▶ **RECORD EXTRACTS**:
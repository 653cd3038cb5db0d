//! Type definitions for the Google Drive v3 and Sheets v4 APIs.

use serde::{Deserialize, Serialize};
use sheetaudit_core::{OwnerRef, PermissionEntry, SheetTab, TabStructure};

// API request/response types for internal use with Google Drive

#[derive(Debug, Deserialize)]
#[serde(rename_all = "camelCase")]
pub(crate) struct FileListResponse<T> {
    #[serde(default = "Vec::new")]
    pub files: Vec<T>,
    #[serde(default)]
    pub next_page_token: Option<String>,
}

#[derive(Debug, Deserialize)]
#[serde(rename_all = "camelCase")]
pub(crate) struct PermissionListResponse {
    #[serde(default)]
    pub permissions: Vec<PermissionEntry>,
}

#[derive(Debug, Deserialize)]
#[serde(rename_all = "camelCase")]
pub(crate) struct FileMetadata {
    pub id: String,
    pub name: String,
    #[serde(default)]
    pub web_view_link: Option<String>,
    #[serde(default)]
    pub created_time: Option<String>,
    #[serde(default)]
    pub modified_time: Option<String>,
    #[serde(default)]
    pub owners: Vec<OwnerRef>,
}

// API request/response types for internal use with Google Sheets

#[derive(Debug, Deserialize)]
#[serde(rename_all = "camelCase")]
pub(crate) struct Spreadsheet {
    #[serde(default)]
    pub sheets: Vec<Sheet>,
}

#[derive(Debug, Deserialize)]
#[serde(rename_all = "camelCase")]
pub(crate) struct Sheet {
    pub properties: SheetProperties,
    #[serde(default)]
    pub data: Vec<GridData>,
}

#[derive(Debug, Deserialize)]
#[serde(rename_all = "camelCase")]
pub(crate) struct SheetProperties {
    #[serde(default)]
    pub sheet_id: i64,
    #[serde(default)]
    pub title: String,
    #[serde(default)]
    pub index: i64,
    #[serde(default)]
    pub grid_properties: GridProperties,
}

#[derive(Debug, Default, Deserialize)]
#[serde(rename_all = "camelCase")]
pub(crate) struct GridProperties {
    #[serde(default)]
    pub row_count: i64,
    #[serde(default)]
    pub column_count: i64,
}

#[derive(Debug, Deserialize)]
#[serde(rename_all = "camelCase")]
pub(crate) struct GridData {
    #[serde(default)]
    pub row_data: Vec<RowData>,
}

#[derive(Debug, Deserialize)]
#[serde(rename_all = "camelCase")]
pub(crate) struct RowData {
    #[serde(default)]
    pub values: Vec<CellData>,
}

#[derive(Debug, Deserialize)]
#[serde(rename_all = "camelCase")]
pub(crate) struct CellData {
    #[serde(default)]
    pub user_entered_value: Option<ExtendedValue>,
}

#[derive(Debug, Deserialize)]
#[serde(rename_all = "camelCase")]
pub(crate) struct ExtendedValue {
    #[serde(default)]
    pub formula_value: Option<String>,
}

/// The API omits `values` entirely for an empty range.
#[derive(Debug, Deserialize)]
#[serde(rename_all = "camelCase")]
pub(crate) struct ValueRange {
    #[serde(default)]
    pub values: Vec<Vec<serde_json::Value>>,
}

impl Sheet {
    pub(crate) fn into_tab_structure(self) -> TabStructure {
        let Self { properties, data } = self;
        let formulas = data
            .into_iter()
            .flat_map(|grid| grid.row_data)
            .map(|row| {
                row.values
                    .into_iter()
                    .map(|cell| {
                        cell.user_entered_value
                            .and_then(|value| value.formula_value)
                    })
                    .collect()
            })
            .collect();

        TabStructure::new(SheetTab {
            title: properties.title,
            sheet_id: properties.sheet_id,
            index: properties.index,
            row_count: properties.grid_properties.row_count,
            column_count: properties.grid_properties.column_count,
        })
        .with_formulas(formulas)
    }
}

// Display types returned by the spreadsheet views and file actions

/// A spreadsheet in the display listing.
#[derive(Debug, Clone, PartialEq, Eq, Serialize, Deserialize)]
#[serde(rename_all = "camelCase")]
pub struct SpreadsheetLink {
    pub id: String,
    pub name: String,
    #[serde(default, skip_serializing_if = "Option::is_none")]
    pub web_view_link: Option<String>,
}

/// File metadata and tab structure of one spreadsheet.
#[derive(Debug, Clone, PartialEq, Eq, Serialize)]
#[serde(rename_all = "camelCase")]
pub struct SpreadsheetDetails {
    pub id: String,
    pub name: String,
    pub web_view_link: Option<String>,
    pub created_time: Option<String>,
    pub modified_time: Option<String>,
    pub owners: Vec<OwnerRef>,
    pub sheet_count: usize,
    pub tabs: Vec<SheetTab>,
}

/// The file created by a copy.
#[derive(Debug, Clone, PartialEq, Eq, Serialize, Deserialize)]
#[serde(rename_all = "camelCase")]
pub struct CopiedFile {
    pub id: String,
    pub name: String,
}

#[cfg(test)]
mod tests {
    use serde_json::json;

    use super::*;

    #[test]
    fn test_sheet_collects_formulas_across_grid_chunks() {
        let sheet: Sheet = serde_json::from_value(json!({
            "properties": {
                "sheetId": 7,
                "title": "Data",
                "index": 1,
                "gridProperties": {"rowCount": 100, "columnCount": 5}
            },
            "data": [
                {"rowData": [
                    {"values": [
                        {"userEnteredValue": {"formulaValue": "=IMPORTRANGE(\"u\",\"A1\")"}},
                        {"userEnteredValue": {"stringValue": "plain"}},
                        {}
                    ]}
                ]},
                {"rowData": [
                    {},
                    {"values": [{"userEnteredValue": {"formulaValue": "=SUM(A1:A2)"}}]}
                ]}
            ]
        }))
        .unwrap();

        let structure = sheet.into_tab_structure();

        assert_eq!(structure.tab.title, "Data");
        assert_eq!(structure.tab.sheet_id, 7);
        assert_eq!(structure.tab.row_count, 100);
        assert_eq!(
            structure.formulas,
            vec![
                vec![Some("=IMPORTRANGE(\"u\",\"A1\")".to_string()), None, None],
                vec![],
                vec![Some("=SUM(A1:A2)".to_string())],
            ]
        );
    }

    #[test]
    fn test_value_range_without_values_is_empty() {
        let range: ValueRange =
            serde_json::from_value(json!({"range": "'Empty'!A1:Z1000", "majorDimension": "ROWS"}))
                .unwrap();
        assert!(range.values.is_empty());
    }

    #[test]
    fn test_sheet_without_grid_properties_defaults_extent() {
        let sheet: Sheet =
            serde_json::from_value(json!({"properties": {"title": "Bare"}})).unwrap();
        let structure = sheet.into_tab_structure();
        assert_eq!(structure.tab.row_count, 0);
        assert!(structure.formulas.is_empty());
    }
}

▶ **EXERCISE**:
The data above must be restated word for word.

▶ **EXERCISE RESPONSE**:
repository 653cd3038cb5db0d
//! Type definitions for the Google Drive v3 and Sheets v4 APIs.

use serde::{Deserialize, Serialize};
use sheetaudit_core::{OwnerRef, PermissionEntry, SheetTab, TabStructure};

// API request/response types for internal use with Google Drive

#[derive(Debug, Deserialize)]
#[serde(rename_all = "camelCase")]
pub(crate) struct FileListResponse<T> {
    #[serde(default = "Vec::new")]
    pub files: Vec<T>,
    #[serde(default)]
    pub next_page_token: Option<String>,
}

#[derive(Debug, Deserialize)]
#[serde(rename_all = "camelCase")]
pub(crate) struct PermissionListResponse {
    #[serde(default)]
    pub permissions: Vec<PermissionEntry>,
}

#[derive(Debug, Deserialize)]
#[serde(rename_all = "camelCase")]
pub(crate) struct FileMetadata {
    pub id: String,
    pub name: String,
    #[serde(default)]
    pub web_view_link: Option<String>,
    #[serde(default)]
    pub created_time: Option<String>,
    #[serde(default)]
    pub modified_time: Option<String>,
    #[serde(default)]
    pub owners: Vec<OwnerRef>,
}

// API request/response types for internal use with Google Sheets

#[derive(Debug, Deserialize)]
#[serde(rename_all = "camelCase")]
pub(crate) struct Spreadsheet {
    #[serde(default)]
    pub sheets: Vec<Sheet>,
}

#[derive(Debug, Deserialize)]
#[serde(rename_all = "camelCase")]
pub(crate) struct Sheet {
    pub properties: SheetProperties,
    #[serde(default)]
    pub data: Vec<GridData>,
}

#[derive(Debug, Deserialize)]
#[serde(rename_all = "camelCase")]
pub(crate) struct SheetProperties {
    #[serde(default)]
    pub sheet_id: i64,
    #[serde(default)]
    pub title: String,
    #[serde(default)]
    pub index: i64,
    #[serde(default)]
    pub grid_properties: GridProperties,
}

#[derive(Debug, Default, Deserialize)]
#[serde(rename_all = "camelCase")]
pub(crate) struct GridProperties {
    #[serde(default)]
    pub row_count: i64,
    #[serde(default)]
    pub column_count: i64,
}

#[derive(Debug, Deserialize)]
#[serde(rename_all = "camelCase")]
pub(crate) struct GridData {
    #[serde(default)]
    pub row_data: Vec<RowData>,
}

#[derive(Debug, Deserialize)]
#[serde(rename_all = "camelCase")]
pub(crate) struct RowData {
    #[serde(default)]
    pub values: Vec<CellData>,
}

#[derive(Debug, Deserialize)]
#[serde(rename_all = "camelCase")]
pub(crate) struct CellData {
    #[serde(default)]
    pub user_entered_value: Option<ExtendedValue>,
}

#[derive(Debug, Deserialize)]
#[serde(rename_all = "camelCase")]
pub(crate) struct ExtendedValue {
    #[serde(default)]
    pub formula_value: Option<String>,
}

/// The API omits `values` entirely for an empty range.
#[derive(Debug, Deserialize)]
#[serde(rename_all = "camelCase")]
pub(crate) struct ValueRange {
    #[serde(default)]
    pub values: Vec<Vec<serde_json::Value>>,
}

impl Sheet {
    pub(crate) fn into_tab_structure(self) -> TabStructure {
        let Self { properties, data } = self;
        let formulas = data
            .into_iter()
            .flat_map(|grid| grid.row_data)
            .map(|row| {
                row.values
                    .into_iter()
                    .map(|cell| {
                        cell.user_entered_value
                            .and_then(|value| value.formula_value)
                    })
                    .collect()
            })
            .collect();

        TabStructure::new(SheetTab {
            title: properties.title,
            sheet_id: properties.sheet_id,
            index: properties.index,
            row_count: properties.grid_properties.row_count,
            column_count: properties.grid_properties.column_count,
        })
        .with_formulas(formulas)
    }
}

// Display types returned by the spreadsheet views and file actions

/// A spreadsheet in the display listing.
#[derive(Debug, Clone, PartialEq, Eq, Serialize, Deserialize)]
#[serde(rename_all = "camelCase")]
pub struct SpreadsheetLink {
    pub id: String,
    pub name: String,
    #[serde(default, skip_serializing_if = "Option::is_none")]
    pub web_view_link: Option<String>,
}

/// File metadata and tab structure of one spreadsheet.
#[derive(Debug, Clone, PartialEq, Eq, Serialize)]
#[serde(rename_all = "camelCase")]
pub struct SpreadsheetDetails {
    pub id: String,
    pub name: String,
    pub web_view_link: Option<String>,
    pub created_time: Option<String>,
    pub modified_time: Option<String>,
    pub owners: Vec<OwnerRef>,
    pub sheet_count: usize,
    pub tabs: Vec<SheetTab>,
}

/// The file created by a copy.
#[derive(Debug, Clone, PartialEq, Eq, Serialize, Deserialize)]
#[serde(rename_all = "camelCase")]
pub struct CopiedFile {
    pub id: String,
    pub name: String,
}

#[cfg(test)]
mod tests {
    use serde_json::json;

    use super::*;

    #[test]
    fn test_sheet_collects_formulas_across_grid_chunks() {
        let sheet: Sheet = serde_json::from_value(json!({
            "properties": {
                "sheetId": 7,
                "title": "Data",
                "index": 1,
                "gridProperties": {"rowCount": 100, "columnCount": 5}
            },
            "data": [
                {"rowData": [
                    {"values": [
                        {"userEnteredValue": {"formulaValue": "=IMPORTRANGE(\"u\",\"A1\")"}},
                        {"userEnteredValue": {"stringValue": "plain"}},
                        {}
                    ]}
                ]},
                {"rowData": [
                    {},
                    {"values": [{"userEnteredValue": {"formulaValue": "=SUM(A1:A2)"}}]}
                ]}
            ]
        }))
        .unwrap();

        let structure = sheet.into_tab_structure();

        assert_eq!(structure.tab.title, "Data");
        assert_eq!(structure.tab.sheet_id, 7);
        assert_eq!(structure.tab.row_count, 100);
        assert_eq!(
            structure.formulas,
            vec![
                vec![Some("=IMPORTRANGE(\"u\",\"A1\")".to_string()), None, None],
                vec![],
                vec![Some("=SUM(A1:A2)".to_string())],
            ]
        );
    }

    #[test]
    fn test_value_range_without_values_is_empty() {
        let range: ValueRange =
            serde_json::from_value(json!({"range": "'Empty'!A1:Z1000", "majorDimension": "ROWS"}))
                .unwrap();
        assert!(range.values.is_empty());
    }

    #[test]
    fn test_sheet_without_grid_properties_defaults_extent() {
        let sheet: Sheet =
            serde_json::from_value(json!({"properties": {"title": "Bare"}})).unwrap();
        let structure = sheet.into_tab_structure();
        assert_eq!(structure.tab.row_count, 0);
        assert!(structure.formulas.is_empty());
    }
}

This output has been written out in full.